The sd case is a bit trickier but if you stick a few printk() calls into sd.c : sd_open/sd_close and sd_revalidate_disk so you can see the events occuring maybe that will produce a clue.
I just stumbled over this as well. We currently try to remove the polling in udisks to make use of the new in-kernel media polling facility (https://lkml.org/lkml/2010/12/8/299). My SD card reader (which is actually a Sony PRS e-book reader) behaves exactly like David's. When I eject the card from the reader, no uevents happen until I poke the drive with an open(): $ sudo head -c 1 /dev/sdd head: cannot open `/dev/sdd' for reading: No medium found KERNEL[1302016466.795990] change /devices/pci0000:00/0000:00:1a.0/usb1/1-1/1-1.5/1-1.5.3/1-1.5.3.3/1-1.5.3.3:1.0/host19/target19:0:0/19:0:0:2/block/sdd (block) UDEV_LOG=3 ACTION=change DISK_MEDIA_CHANGE=1 Note there is no removal event for /dev/sdd1, and the device is still around: $ ls /dev/sdd* /dev/sdd /dev/sdd1 * The current udisks poller works around this by doing the poke again with O_NONBLOCK; when doing this, sdd1 actually goes away: $ sudo python -c 'import os; os.open("/dev/sdd", os.O_RDONLY|os.O_NONBLOCK)' KERNEL[1302017728.645882] remove /devices/pci0000:00/0000:00:1a.0/usb1/1-1/1-1.5/1-1.5.3/1-1.5.3.3/1-1.5.3.3:1.0/host21/target21:0:0/21:0:0:2/block/sdd/sdd1 (block) ACTION=remove DEVTYPE=partition This behaves exactly the same when enabling the in-kernel polling in /sys/block/sdd/events_poll_msecs; when doing that, the "head" command (which is by and large doing open() without O_NONBLOCK here) does not need to be run, but the last python O_NONBLOCK poke is still required. Could the in-kernel poller do the equivalent of this when a DISK_MEDIA_CHANGE uevent is generated, i. e. take into account that partitions might have been removed/added? I. e. the equivalent of what opening the block device with O_NONBLOCK does? If this could be fixed in the in-kernel poller, we could remove the userspace workaround to open(O_NONBLOCK) the device on a DISK_MEDIA_CHANGE event.

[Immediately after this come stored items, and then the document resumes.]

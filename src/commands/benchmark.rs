//! Benchmark command
//!
//! Tests solver performance across random secrets.

use crate::config::GameConfig;
use crate::core::Code;
use crate::error::Result;
use crate::solver::{Solver, Status, StrategyType};
use rand::rngs::StdRng;
use rand::{Rng, SeedableRng};
use std::collections::BTreeMap;
use std::time::{Duration, Instant};

/// Result of a benchmark run
pub struct BenchmarkResult {
    pub strategy: &'static str,
    pub total_games: usize,
    pub solved: usize,
    pub lost: usize,
    pub total_guesses: usize,
    pub average_guesses: f64,
    pub min_guesses: usize,
    pub max_guesses: usize,
    /// Guesses needed to win -> number of games
    pub distribution: BTreeMap<usize, usize>,
    pub duration: Duration,
    pub games_per_second: f64,
}

/// Run a benchmark on `count` random secrets
///
/// The same `seed` draws the same secrets and, for the random strategy, the
/// same guesses. Averages cover won games only.
///
/// # Errors
///
/// Returns an error if the solver rejects a call, which indicates a defect
/// rather than bad input.
pub fn run_benchmark(
    strategy_name: &str,
    config: &GameConfig,
    count: usize,
    seed: u64,
) -> Result<BenchmarkResult> {
    let mut rng = StdRng::seed_from_u64(seed);
    let secrets: Vec<Code> = (0..count).map(|_| Code::random(config, &mut rng)).collect();

    let start = Instant::now();
    let mut strategy = "";
    let mut total_guesses = 0;
    let mut solved = 0;
    let mut min_guesses = usize::MAX;
    let mut max_guesses = 0;
    let mut distribution: BTreeMap<usize, usize> = BTreeMap::new();

    for secret in &secrets {
        let game_seed = rng.random();
        let mut solver = Solver::new(
            StrategyType::from_name_seeded(strategy_name, config, game_seed),
            *config,
        );
        strategy = solver.strategy_name();

        let turns = solver.play_out(secret)?;
        if solver.status() != Status::Won {
            continue;
        }

        let guesses = turns.len();
        solved += 1;
        total_guesses += guesses;
        min_guesses = min_guesses.min(guesses);
        max_guesses = max_guesses.max(guesses);
        *distribution.entry(guesses).or_insert(0) += 1;
    }

    let duration = start.elapsed();
    let total_games = secrets.len();

    Ok(BenchmarkResult {
        strategy,
        total_games,
        solved,
        lost: total_games - solved,
        total_guesses,
        average_guesses: if solved > 0 {
            total_guesses as f64 / solved as f64
        } else {
            0.0
        },
        min_guesses: if solved > 0 { min_guesses } else { 0 },
        max_guesses,
        distribution,
        duration,
        games_per_second: total_games as f64 / duration.as_secs_f64().max(f64::EPSILON),
    })
}

#[cfg(test)]
mod tests {
    use super::*;

    #[test]
    fn benchmark_runs() {
        let config = GameConfig::default();
        let result = run_benchmark("knuth", &config, 10, 1).unwrap();

        assert_eq!(result.total_games, 10);
        assert_eq!(result.solved, 10);
        assert_eq!(result.strategy, "knuth");
        assert!(result.average_guesses >= 1.0);
        assert!(result.min_guesses >= 1);
        assert!(result.max_guesses <= 5);
    }

    #[test]
    fn benchmark_distribution_sums_correctly() {
        let config = GameConfig::default();
        let result = run_benchmark("medium", &config, 10, 2).unwrap();

        let distribution_sum: usize = result.distribution.values().sum();
        assert_eq!(distribution_sum, result.solved);
        assert_eq!(result.solved + result.lost, result.total_games);
    }

    #[test]
    fn benchmark_is_reproducible() {
        let config = GameConfig::default();
        let a = run_benchmark("easy", &config, 5, 99).unwrap();
        let b = run_benchmark("easy", &config, 5, 99).unwrap();

        assert_eq!(a.distribution, b.distribution);
        assert_eq!(a.lost, b.lost);
    }

    #[test]
    fn benchmark_empty_run() {
        let config = GameConfig::default();
        let result = run_benchmark("knuth", &config, 0, 0).unwrap();

        assert_eq!(result.total_games, 0);
        assert_eq!(result.total_guesses, 0);
        assert_eq!(result.min_guesses, 0);
    }

    #[test]
    fn benchmark_metrics_consistency() {
        let config = GameConfig::default();
        let result = run_benchmark("knuth", &config, 8, 3).unwrap();

        assert!(result.average_guesses >= result.min_guesses as f64);
        assert!(result.average_guesses <= result.max_guesses as f64);
        for &guess_count in result.distribution.keys() {
            assert!((1..=5).contains(&guess_count));
        }
    }
}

Tejun, the issue with the in-kernel polling and media re-validation seems like an old bug -- would be still nice to fix that, so userspace does not need to work around that weird behavior. Any ideas?
Created attachment 53632 [details] cdrom_open-always-check-events.patch Can you please verify the attached patch fixes the problem? Thanks.
Created attachment 53652 [details] blkdev-get-rescan.patch For some reason I thought this report was about cdrom. We actually have two layers of problems here. For cdrom, the event check itself doesn't happen if medimum is not there. For other devices, that part happens but partition rescan doesn't. This patch should fix the latter. The patch is only compile tested. Please test whether it fixes the problem. Thanks.
On Wed, Apr 6, 2011 at 13:48, <bugzilla-daemon@bugzilla.kernel.org> wrote: > --- Comment #9 from Tejun Heo <tj@kernel.org> 2011-04-06 11:48:53 --- > Created an attachment (id=53652) > --> (https://bugzilla.kernel.org/attachment.cgi?id=53652) > blkdev-get-rescan.patch > > For some reason I thought this report was about cdrom. We actually have two > layers of problems here. For cdrom, the event check itself doesn't happen if > medimum is not there. For other devices, that part happens but partition > rescan doesn't. This patch should fix the latter. The patch is only compile > tested. Please test whether it fixes the problem. That fixes the issue for me, and works without weird added additional open(O_NONBLOCK) workarounds. Thanks!
On Wed, Apr 6, 2011 at 14:10, <bugzilla-daemon@bugzilla.kernel.org> wrote: > That fixes the issue for me, and works without weird added additional > open(O_NONBLOCK) workarounds. Feel free to add: Tested-By: Kay Sievers <kay.sievers@vrfy.org> to all 3 patches. I'm running them all here with the in-development version of udisks, that switched completely from userspace to kernel polling.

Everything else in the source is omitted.